To do - Output the lines below exactly, please, from the first line until the line with "popularity_score=0.9, rating=4.5, category_id=1)", counting both.

Source data
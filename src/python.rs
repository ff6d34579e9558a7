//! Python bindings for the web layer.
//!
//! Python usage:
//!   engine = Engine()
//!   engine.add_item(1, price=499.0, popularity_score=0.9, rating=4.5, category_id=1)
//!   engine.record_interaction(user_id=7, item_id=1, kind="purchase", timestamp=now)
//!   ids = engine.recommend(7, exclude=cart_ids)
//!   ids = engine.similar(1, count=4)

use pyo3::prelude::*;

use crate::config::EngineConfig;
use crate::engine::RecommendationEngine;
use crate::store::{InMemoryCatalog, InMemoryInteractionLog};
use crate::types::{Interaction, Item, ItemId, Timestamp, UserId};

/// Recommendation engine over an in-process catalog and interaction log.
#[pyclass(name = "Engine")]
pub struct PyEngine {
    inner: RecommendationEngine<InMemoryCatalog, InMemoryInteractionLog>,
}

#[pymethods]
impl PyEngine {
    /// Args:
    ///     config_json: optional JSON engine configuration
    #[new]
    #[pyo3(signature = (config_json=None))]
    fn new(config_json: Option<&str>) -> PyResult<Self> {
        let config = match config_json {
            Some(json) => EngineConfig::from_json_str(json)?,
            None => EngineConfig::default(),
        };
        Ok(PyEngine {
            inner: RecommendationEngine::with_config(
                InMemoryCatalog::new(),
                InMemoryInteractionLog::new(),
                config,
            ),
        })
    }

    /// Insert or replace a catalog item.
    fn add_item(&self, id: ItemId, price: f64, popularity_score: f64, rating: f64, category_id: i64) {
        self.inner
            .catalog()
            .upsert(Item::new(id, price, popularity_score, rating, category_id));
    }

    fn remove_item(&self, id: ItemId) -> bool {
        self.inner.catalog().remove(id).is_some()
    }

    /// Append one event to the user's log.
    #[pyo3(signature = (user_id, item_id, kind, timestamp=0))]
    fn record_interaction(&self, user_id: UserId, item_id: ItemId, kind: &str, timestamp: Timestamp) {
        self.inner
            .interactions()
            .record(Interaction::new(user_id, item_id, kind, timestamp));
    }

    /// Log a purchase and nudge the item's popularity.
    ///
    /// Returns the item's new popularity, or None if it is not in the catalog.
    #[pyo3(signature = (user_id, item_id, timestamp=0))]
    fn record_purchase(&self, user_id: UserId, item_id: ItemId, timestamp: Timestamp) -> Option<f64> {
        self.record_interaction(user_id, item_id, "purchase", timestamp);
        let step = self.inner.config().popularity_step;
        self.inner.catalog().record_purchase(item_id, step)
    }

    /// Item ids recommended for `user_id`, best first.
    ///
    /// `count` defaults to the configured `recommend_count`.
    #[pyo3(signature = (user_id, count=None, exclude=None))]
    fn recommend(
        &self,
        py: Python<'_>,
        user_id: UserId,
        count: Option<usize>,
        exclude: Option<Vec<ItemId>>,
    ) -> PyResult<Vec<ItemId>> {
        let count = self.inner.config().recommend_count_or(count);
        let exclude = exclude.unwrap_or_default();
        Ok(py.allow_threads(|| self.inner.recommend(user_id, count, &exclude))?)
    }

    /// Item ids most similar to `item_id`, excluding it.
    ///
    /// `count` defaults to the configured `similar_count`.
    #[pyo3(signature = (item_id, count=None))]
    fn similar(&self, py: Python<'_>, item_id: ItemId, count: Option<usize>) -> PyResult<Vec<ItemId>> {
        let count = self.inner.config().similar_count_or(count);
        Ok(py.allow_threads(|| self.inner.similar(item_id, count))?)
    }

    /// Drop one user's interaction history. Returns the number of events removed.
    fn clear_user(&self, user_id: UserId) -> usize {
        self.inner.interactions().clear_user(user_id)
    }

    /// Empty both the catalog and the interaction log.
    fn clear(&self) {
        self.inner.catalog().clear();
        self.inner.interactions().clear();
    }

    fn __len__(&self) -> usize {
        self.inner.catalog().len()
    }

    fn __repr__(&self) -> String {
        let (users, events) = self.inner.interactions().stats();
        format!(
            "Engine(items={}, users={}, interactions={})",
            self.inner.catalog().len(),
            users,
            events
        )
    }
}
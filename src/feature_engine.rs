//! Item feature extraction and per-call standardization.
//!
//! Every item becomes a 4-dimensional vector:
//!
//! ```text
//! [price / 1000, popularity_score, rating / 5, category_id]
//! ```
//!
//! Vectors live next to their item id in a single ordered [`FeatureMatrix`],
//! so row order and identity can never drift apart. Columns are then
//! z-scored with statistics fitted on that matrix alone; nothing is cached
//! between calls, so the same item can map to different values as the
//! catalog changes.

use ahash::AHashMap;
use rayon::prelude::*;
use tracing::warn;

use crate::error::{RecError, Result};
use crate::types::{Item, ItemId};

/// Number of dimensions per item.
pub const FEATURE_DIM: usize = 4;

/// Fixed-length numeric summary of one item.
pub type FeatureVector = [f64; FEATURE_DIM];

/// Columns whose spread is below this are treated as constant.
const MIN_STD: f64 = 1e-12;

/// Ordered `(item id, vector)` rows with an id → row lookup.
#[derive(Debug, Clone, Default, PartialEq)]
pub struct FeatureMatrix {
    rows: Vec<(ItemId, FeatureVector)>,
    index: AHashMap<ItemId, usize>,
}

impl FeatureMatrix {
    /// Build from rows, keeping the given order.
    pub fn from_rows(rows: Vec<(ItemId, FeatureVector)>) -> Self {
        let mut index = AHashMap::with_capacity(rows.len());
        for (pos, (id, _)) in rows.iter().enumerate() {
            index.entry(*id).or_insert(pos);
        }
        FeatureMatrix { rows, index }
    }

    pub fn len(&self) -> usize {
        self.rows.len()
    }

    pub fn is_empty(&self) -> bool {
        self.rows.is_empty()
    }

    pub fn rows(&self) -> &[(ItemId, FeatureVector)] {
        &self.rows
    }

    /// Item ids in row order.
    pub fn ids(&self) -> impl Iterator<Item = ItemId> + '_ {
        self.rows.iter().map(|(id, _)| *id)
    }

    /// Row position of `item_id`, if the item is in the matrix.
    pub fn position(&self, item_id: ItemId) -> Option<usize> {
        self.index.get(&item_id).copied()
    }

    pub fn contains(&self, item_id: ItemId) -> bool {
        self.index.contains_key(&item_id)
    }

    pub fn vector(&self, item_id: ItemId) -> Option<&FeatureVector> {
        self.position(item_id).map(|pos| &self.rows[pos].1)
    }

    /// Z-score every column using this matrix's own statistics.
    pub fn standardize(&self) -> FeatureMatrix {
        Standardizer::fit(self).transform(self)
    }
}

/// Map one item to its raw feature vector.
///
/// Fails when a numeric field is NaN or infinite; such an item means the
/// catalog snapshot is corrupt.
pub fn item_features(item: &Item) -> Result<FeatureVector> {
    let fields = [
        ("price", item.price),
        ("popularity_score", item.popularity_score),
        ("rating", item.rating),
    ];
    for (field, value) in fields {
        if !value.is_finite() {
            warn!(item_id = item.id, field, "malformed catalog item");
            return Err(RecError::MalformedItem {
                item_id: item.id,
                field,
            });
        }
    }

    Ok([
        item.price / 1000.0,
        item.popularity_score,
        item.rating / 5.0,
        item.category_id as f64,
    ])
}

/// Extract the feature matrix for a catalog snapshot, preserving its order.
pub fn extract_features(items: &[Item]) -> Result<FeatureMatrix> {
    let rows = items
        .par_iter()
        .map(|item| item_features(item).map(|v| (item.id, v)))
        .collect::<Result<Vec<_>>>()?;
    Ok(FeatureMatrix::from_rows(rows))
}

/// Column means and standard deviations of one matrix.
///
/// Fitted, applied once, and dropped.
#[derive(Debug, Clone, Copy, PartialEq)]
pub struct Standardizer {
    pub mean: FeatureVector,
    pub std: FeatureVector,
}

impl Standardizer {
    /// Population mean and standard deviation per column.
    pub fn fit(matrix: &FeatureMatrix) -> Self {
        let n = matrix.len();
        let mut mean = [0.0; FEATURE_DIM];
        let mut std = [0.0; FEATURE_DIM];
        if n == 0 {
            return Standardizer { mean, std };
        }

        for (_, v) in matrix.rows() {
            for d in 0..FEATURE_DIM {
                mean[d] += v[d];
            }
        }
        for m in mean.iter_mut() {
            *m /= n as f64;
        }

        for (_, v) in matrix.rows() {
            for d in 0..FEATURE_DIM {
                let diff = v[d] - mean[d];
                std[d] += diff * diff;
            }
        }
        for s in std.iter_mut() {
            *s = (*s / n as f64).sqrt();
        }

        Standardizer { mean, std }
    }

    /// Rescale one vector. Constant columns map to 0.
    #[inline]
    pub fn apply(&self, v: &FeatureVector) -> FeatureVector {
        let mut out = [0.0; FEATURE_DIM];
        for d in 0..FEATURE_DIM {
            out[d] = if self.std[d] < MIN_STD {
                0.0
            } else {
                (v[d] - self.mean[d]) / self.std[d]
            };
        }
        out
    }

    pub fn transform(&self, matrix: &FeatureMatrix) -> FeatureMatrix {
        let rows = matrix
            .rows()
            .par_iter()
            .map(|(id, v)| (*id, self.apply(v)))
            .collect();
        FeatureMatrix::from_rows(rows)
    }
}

The completed task -
filename src/python.rs
repository ff6d34579e9558a7
//! Python bindings for the web layer.
//!
//! Python usage:
//!   engine = Engine()
//!   engine.add_item(1, price=499.0, popularity_score=0.9, rating=4.5, category_id=1)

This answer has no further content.